Movie productions are increasingly hiring Okanagan residents to fill key crew positions and they live in places like Enderby because of the small town lifestyle and the work is coming to them. With their fairly decent salaries, they pay property taxes, purchase vehicles, go on holidays, shop and support local charities.
“We definitely saw the effect,” said Enderby Mayor Greg McCune when asked about the benefits from Go With Me.
However, the $24,000 grant the Okanagan Film Commission received from the Regional District of North Okanagan in 2014 only came from Vernon, Coldstream and Armstrong. That means not one nickel originated from the movie hot spots of Enderby, Lumby, Cherryville and rural Enderby, or even Spallumcheen and the other three electoral areas.
Essentially, those communities have been getting a free ride on the backs of Vernon, Coldstream and Armstrong taxpayers, as well as other valley communities to the south.
“Over time, we didn’t see any effects from it (commission) but it’s difficult not to support it now,” said McCune when questioned about Enderby’s lack of financial participation.
“We’ll definitely have a look at it. We have to pay our share.”
But while attitudes are evolving in Enderby, they aren’t budging much in Lumby.
“If they (film commission) come to our council, we will definitely discuss it,” said Kevin Acton, the village’s mayor.
For a mayor and council that proclaims strong interest in economic development, waiting for someone to come cap-in-hand isn’t very proactive. Lumby officials were quick to have their photo taken with Hopkins when he was in town, but they allow other communities to financially bank roll the process that brought him here. There’s something wrong with that picture.

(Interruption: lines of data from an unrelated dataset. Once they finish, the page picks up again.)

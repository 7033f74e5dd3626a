//! Terminal rendering surface

mod chat;

pub use chat::ChatApp;

use crate::tui::Action;

pub trait AppController {
    fn update(&mut self, action: Action);
    fn render(&mut self, f: &mut ratatui::Frame);
    fn should_quit(&self) -> bool;
}
//! Core chat client components
//!
//! This module contains the conversation state machine and the dispatch of
//! questions to the answering service.

mod dispatch;
mod session;

#[cfg(test)]
mod proptests;

pub use dispatch::{Dispatcher, InFlight, Settlement};
pub use session::{
    fallback_message, ConversationSession, RequestState, SessionOptions, SessionView, ViewEntry,
    FALLBACK_MESSAGE,
};
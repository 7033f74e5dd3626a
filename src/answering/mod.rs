//! Answering service integrations
//!
//! The chat client never answers questions itself. It hands the question text
//! to an [`Answerer`] and records whatever comes back.

mod http;

use async_trait::async_trait;
use thiserror::Error;

pub use http::HttpAnswerer;

/// Every way a question can fail to produce an answer.
///
/// The session shows the same fallback text for all of these; the variants
/// only exist so the detail can be logged.
#[derive(Debug, Error)]
pub enum AnswerError {
    #[error("Request failed: {0}")]
    Transport(#[source] reqwest::Error),

    #[error("Request timed out")]
    Timeout,

    #[error("Service returned {status}: {detail}")]
    Status { status: u16, detail: String },

    #[error("Invalid response: {0}")]
    Malformed(String),

    #[error("Request ended without an outcome")]
    Abandoned,
}

impl From<reqwest::Error> for AnswerError {
    fn from(err: reqwest::Error) -> Self {
        if err.is_timeout() {
            AnswerError::Timeout
        } else if err.is_decode() {
            AnswerError::Malformed(err.to_string())
        } else {
            AnswerError::Transport(err)
        }
    }
}

/// The remote collaborator that turns a question into an answer
#[async_trait]
pub trait Answerer: Send + Sync {
    /// Send one question and wait for its answer text
    async fn answer(&self, question: &str) -> Result<String, AnswerError>;
}
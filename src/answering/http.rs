//! HTTP answering service client
//!
//! Talks to a service exposing the question/answer exchange:
//!
//! ```text
//! POST /api/chat   {"question": "..."}  ->  200 {"answer": "..."}
//!                                       ->  4xx/5xx {"error": "..."}
//! GET  /api/test                        ->  200 {"message": "..."}
//! ```

use std::time::Duration;

use async_trait::async_trait;
use reqwest::Client;
use serde::{Deserialize, Serialize};

use crate::config::ApiConfig;

use super::{AnswerError, Answerer};

pub struct HttpAnswerer {
    client: Client,
    chat_url: String,
    health_url: String,
}

#[derive(Debug, Serialize)]
struct QuestionRequest<'a> {
    question: &'a str,
}

#[derive(Debug, Deserialize)]
struct AnswerResponse {
    answer: String,
}

#[derive(Debug, Deserialize)]
struct ErrorResponse {
    error: String,
}

#[derive(Debug, Deserialize)]
struct HealthResponse {
    #[serde(default)]
    message: Option<String>,
}

impl HttpAnswerer {
    pub fn new(
        base_url: &str,
        chat_path: &str,
        health_path: &str,
        timeout: Duration,
    ) -> Result<Self, AnswerError> {
        let client = Client::builder()
            .timeout(timeout)
            .build()
            .map_err(AnswerError::Transport)?;
        let base = base_url.trim_end_matches('/');

        Ok(Self {
            client,
            chat_url: format!("{}{}", base, chat_path),
            health_url: format!("{}{}", base, health_path),
        })
    }

    pub fn from_config(api: &ApiConfig) -> Result<Self, AnswerError> {
        Self::new(
            &api.base_url,
            &api.chat_path,
            &api.health_path,
            Duration::from_secs(api.timeout_secs),
        )
    }

    pub fn chat_url(&self) -> &str {
        &self.chat_url
    }

    /// Probe the service's test endpoint. Returns the greeting it reports.
    pub async fn check_connection(&self) -> Result<String, AnswerError> {
        let response = self.client.get(&self.health_url).send().await?;

        if !response.status().is_success() {
            return Err(status_error(response).await);
        }

        let body = response.text().await?;
        let health: HealthResponse =
            serde_json::from_str(&body).map_err(|e| AnswerError::Malformed(e.to_string()))?;
        Ok(health.message.unwrap_or_else(|| "ok".to_string()))
    }
}

#[async_trait]
impl Answerer for HttpAnswerer {
    async fn answer(&self, question: &str) -> Result<String, AnswerError> {
        let response = self
            .client
            .post(&self.chat_url)
            .json(&QuestionRequest { question })
            .send()
            .await?;

        if !response.status().is_success() {
            return Err(status_error(response).await);
        }

        let body = response.text().await?;
        let parsed: AnswerResponse =
            serde_json::from_str(&body).map_err(|e| AnswerError::Malformed(e.to_string()))?;

        Ok(parsed.answer)
    }
}

/// Build a status error, preferring the service's own `error` message
async fn status_error(response: reqwest::Response) -> AnswerError {
    let status = response.status().as_u16();
    let body = response.text().await.unwrap_or_default();
    let detail = match serde_json::from_str::<ErrorResponse>(&body) {
        Ok(err) => err.error,
        Err(_) => body,
    };
    AnswerError::Status { status, detail }
}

To keep up with the increased demand from location scouts and production companies, the Okanagan Film Commission wants its RDNO contribution to climb from $24,000 to $35,000 this year.
Given the star-studded success of the last few years, the request is reasonable and provides a good return on tax dollars.
But if the pot of cash is to grow, all communities must participate on a fair and equitable basis.